ДИНА ПОРАТ. ИСТОРИОГРАФИЯ АНТИСЕМИТИЗМА В ТЕНИ ХОЛОКОСТА

 Dina Porat

В сознании многих людей Симон Визенталь был, наверное, самой значительной общественной фигурой второй половины XX века в сфере борьбы с антисемитизмом. Его знали не только как сыщика, привлекавшего к правосудию нацистских преступников, или разоблачителя и обличителя современного антисемитизма, но и как автора книги «Каждый день – день поминовения», которая является календарем истории антисемитизма на протяжении веков. В этой книге Визенталь использовал достижения ученых и специалистов в области науки о еврейской культуре и цивилизации, которые, собственно, и положили начало научному изучению антисемитизма. И все же возникает вопрос: является ли изучение антисемитизма неотъемлемой частью иудаики?
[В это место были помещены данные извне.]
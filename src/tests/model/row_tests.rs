    use super::*;

    fn full() -> LinkRecord {
        LinkRecord {
            central_id: Some("SKU1".to_string()),
            channel_name: Some("EBAY0".to_string()),
            channel_id: Some("E-100".to_string()),
        }
    }

    #[test]
    fn into_row_keeps_all_fields() {
        let row = full().into_row(1).expect("valid record");
        assert_eq!(row, LinkRow::new("SKU1", "EBAY0", "E-100"));
    }

    #[test]
    fn into_row_reports_position_and_missing_field() {
        let mut record = full();
        record.channel_name = None;
        let err = record.into_row(7).unwrap_err();
        assert_eq!(
            err,
            LookupError::MalformedRow {
                position: 7,
                field: LinkField::ChannelName,
            }
        );
        assert_eq!(err.to_string(), "malformed linking row 7: missing channel_name");
    }

    #[test]
    fn into_row_checks_central_id_first() {
        let err = LinkRecord::default().into_row(2).unwrap_err();
        assert!(matches!(
            err,
            LookupError::MalformedRow {
                field: LinkField::CentralId,
                ..
            }
        ));
    }
pub mod aliases;
pub mod error;
pub mod index;
pub mod logging;
pub mod model;
pub mod resolver;
pub mod source;
pub mod store;

pub use self::error::LookupError;
pub use self::resolver::Resolver;
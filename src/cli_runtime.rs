use anyhow::Result;
use clap::Parser;

use crate::Commands;

#[derive(Parser)]
#[command(name = "skulink")]
#[command(
    about = "Convert between central inventory SKUs and sales channel SKUs",
    long_about = None
)]
pub(crate) struct Cli {
    /// Log debug output to stderr
    #[arg(short, long, global = true)]
    verbose: bool,

    #[command(subcommand)]
    command: Commands,
}

pub(crate) fn run() -> Result<()> {
    let cli = Cli::parse();
    skulink::logging::init_tracing(cli.verbose);
    crate::cli_exec::handle_command(cli.command)
}
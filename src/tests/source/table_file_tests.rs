    use std::io::Cursor;

    use super::*;

    fn read(text: &str) -> Vec<LinkRecord> {
        TableFile::read_from(Cursor::new(text.as_bytes()), &ColumnNames::default())
            .expect("read csv")
    }

    #[test]
    fn reads_configured_columns_in_any_order() {
        let records = read(
            "ChannelSKU,Title,StockSKU,Sub Source\n\
             E-100,Widget,SKU1,EBAY0\n\
             A-200,Widget,SKU1,Stc Stores\n",
        );
        assert_eq!(records.len(), 2);
        assert_eq!(
            records[1],
            LinkRecord {
                central_id: Some("SKU1".to_string()),
                channel_name: Some("Stc Stores".to_string()),
                channel_id: Some("A-200".to_string()),
            }
        );
    }

    #[test]
    fn header_match_falls_back_to_case_insensitive() {
        let records = read("\u{feff}stocksku, SUB SOURCE ,channelsku\nSKU1,EBAY0,E-100\n");
        assert_eq!(records[0].central_id.as_deref(), Some("SKU1"));
        assert_eq!(records[0].channel_name.as_deref(), Some("EBAY0"));
        assert_eq!(records[0].channel_id.as_deref(), Some("E-100"));
    }

    #[test]
    fn quoted_cells_keep_commas() {
        let records = read(
            "StockSKU,Sub Source,ChannelSKU\n\
             SKU1,\"stcstores.co.uk (shopify)\",\"S-1,blue\"\n",
        );
        assert_eq!(records[0].channel_id.as_deref(), Some("S-1,blue"));
    }

    #[test]
    fn empty_cells_and_short_rows_leave_fields_unset() {
        let records = read(
            "StockSKU,Sub Source,ChannelSKU\n\
             SKU1,,E-100\n\
             SKU2,EBAY0\n",
        );
        assert_eq!(records[0].channel_name, None);
        assert_eq!(records[1].channel_id, None);
        assert_eq!(records[1].channel_name.as_deref(), Some("EBAY0"));
    }

    #[test]
    fn missing_column_leaves_field_unset_on_every_row() {
        let records = read("StockSKU,ChannelSKU\nSKU1,E-100\n");
        assert_eq!(records[0].channel_name, None);
        let err = records[0].clone().into_row(1).unwrap_err();
        assert!(err.to_string().contains("missing channel_name"), "{}", err);
    }

    #[test]
    fn custom_column_names_are_honoured() {
        let columns = ColumnNames {
            central_id: "sku".to_string(),
            channel_name: "store".to_string(),
            channel_id: "listing".to_string(),
        };
        let records = TableFile::read_from(
            Cursor::new("store,sku,listing\nEBAY0,SKU9,E-9\n".as_bytes()),
            &columns,
        )
        .expect("read csv");
        assert_eq!(records[0].central_id.as_deref(), Some("SKU9"));
    }

    #[test]
    fn load_reports_missing_file() {
        let tmp = tempfile::tempdir().expect("tempdir");
        let source = TableFile::new(tmp.path().join("nope.csv"), ColumnNames::default());
        let err = source.load().unwrap_err();
        assert!(format!("{:#}", err).contains("nope.csv"), "{:#}", err);
    }
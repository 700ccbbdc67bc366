    use super::*;

    #[test]
    fn records_from_json_accepts_bare_array() {
        let body = serde_json::json!([
            {"StockSKU": "SKU1", "Sub Source": "EBAY0", "ChannelSKU": "E-100"},
            {"StockSKU": "SKU2", "Sub Source": "EBAY0", "ChannelSKU": 300}
        ]);
        let records = records_from_json(body, &ColumnNames::default()).expect("parse");
        assert_eq!(records.len(), 2);
        assert_eq!(records[0].central_id.as_deref(), Some("SKU1"));
        assert_eq!(records[1].channel_id.as_deref(), Some("300"));
    }

    #[test]
    fn records_from_json_accepts_rows_envelope() {
        let body = serde_json::json!({
            "rows": [{"StockSKU": "SKU1", "Sub Source": "EBAY0", "ChannelSKU": "E-100"}],
            "exported_at": "2024-01-01"
        });
        let records = records_from_json(body, &ColumnNames::default()).expect("parse");
        assert_eq!(records.len(), 1);
    }

    #[test]
    fn null_and_missing_fields_are_unset() {
        let body = serde_json::json!([
            {"StockSKU": null, "Sub Source": "EBAY0"}
        ]);
        let records = records_from_json(body, &ColumnNames::default()).expect("parse");
        assert_eq!(records[0], LinkRecord {
            central_id: None,
            channel_name: Some("EBAY0".to_string()),
            channel_id: None,
        });
    }

    #[test]
    fn records_from_json_rejects_unexpected_shapes() {
        let err = records_from_json(serde_json::json!("rows"), &ColumnNames::default())
            .unwrap_err();
        assert!(err.to_string().contains("array or an object"), "{}", err);

        let err = records_from_json(serde_json::json!({"data": []}), &ColumnNames::default())
            .unwrap_err();
        assert!(err.to_string().contains("no `rows` array"), "{}", err);

        let err = records_from_json(serde_json::json!([1]), &ColumnNames::default()).unwrap_err();
        assert!(err.to_string().contains("row 1 is not an object"), "{}", err);
    }

    #[test]
    fn url_joins_base_and_export_path() {
        let remote = RemoteConfig {
            base_url: "http://inventory.local/".to_string(),
            token: None,
            export_path: "/api/linking-table".to_string(),
        };
        let source =
            RemoteLinkingTable::new(remote, None, ColumnNames::default()).expect("client");
        assert_eq!(source.url(), "http://inventory.local/api/linking-table");
    }

    #[test]
    fn with_retries_returns_first_success() {
        let mut calls = 0;
        let out = with_retries("flaky", || {
            calls += 1;
            if calls < 2 {
                anyhow::bail!("transient");
            }
            Ok(calls)
        })
        .expect("second attempt succeeds");
        assert_eq!(out, 2);
    }

    #[test]
    fn with_retries_gives_up_with_label() {
        let err = with_retries::<()>("fetch linking table", || anyhow::bail!("down"))
            .unwrap_err();
        assert_eq!(err.to_string(), "fetch linking table");
        assert!(format!("{:#}", err).contains("down"));
    }
use std::fs::File;
use std::io::{BufReader, Read};
use std::path::{Path, PathBuf};

use anyhow::{Context, Result};
use tracing::{info, warn};

use super::LinkingSource;
use crate::model::{ColumnNames, LinkRecord};

/// A CSV export of the linking table.
#[derive(Clone, Debug)]
pub struct TableFile {
    path: PathBuf,
    columns: ColumnNames,
}

impl TableFile {
    pub fn new(path: impl Into<PathBuf>, columns: ColumnNames) -> Self {
        Self {
            path: path.into(),
            columns,
        }
    }

    pub fn path(&self) -> &Path {
        &self.path
    }

    /// Reads records from CSV text with a header row.
    ///
    /// Empty cells, short rows and absent columns all leave the field unset.
    pub fn read_from<R: Read>(reader: R, columns: &ColumnNames) -> Result<Vec<LinkRecord>> {
        let mut rdr = csv::ReaderBuilder::new()
            .flexible(true)
            .from_reader(reader);
        let headers = rdr.headers().context("read csv header")?.clone();

        let central = locate_column(&headers, &columns.central_id);
        let channel = locate_column(&headers, &columns.channel_name);
        let channel_id = locate_column(&headers, &columns.channel_id);
        for (name, idx) in [
            (&columns.central_id, central),
            (&columns.channel_name, channel),
            (&columns.channel_id, channel_id),
        ] {
            if idx.is_none() {
                warn!(column = %name, "linking column not found in csv header");
            }
        }

        let mut out = Vec::new();
        for (i, record) in rdr.records().enumerate() {
            let record = record.with_context(|| format!("read csv row {}", i + 1))?;
            out.push(LinkRecord {
                central_id: cell(&record, central),
                channel_name: cell(&record, channel),
                channel_id: cell(&record, channel_id),
            });
        }
        Ok(out)
    }
}

impl LinkingSource for TableFile {
    fn describe(&self) -> String {
        format!("file {}", self.path.display())
    }

    fn load(&self) -> Result<Vec<LinkRecord>> {
        let file =
            File::open(&self.path).with_context(|| format!("open {}", self.path.display()))?;
        let records = Self::read_from(BufReader::new(file), &self.columns)
            .with_context(|| format!("parse {}", self.path.display()))?;
        info!(path = %self.path.display(), rows = records.len(), "loaded linking table");
        Ok(records)
    }
}

fn locate_column(headers: &csv::StringRecord, name: &str) -> Option<usize> {
    let clean = |h: &str| h.trim_start_matches('\u{feff}').trim().to_string();
    headers
        .iter()
        .position(|h| clean(h) == name)
        .or_else(|| {
            headers
                .iter()
                .position(|h| clean(h).eq_ignore_ascii_case(name.trim()))
        })
}

fn cell(record: &csv::StringRecord, idx: Option<usize>) -> Option<String> {
    idx.and_then(|i| record.get(i))
        .filter(|v| !v.trim().is_empty())
        .map(str::to_string)
}

#[cfg(test)]
#[path = "../tests/source/table_file_tests.rs"]
mod tests;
Или другой вопрос, еще более важный: должна ли тема антисемитизма быть фундаментальным разделом иудаики и, если да, то какое влияние и какое значение имеет изучение этой темы?

Некоторые ученые и специалисты обращались (каждый по-своему и все – предельно осторожно), к мысли о том, что изучение антисемитизма и усилия, направленные на формулирование его точного определения, а также на углубление понимания его побудительных причин, особенно после Холокоста, противоречат не только сионистским устремлениям, на даже, еще в большей мере, еврейским традициям и ценностям и, особенно, иудаике и академическому статусу этой области знаний.

Леон Поляков, Уриэль Таль, Исмар Шорш, Гершон Шолем, Абба Ковнер, Ефраим Э. Урбах и другие высказались по этому вопросу; их точки зрения не всегда совпадали друг с другом и с мнениями других ученых и мыслителей. Они высказывались по этому вопросу и в печатных трудах, и в устных выступлениях перед общественностью о результатах научной работы, и в процессе работы над концепциями создаваемых мемориальных музеев, и в своих публичных лекциях. Позвольте представить их взгляды и различия между ними и задать следующий вопрос: есть ли в них значимое содержание для историков и специалистов по изучению антисемитизма?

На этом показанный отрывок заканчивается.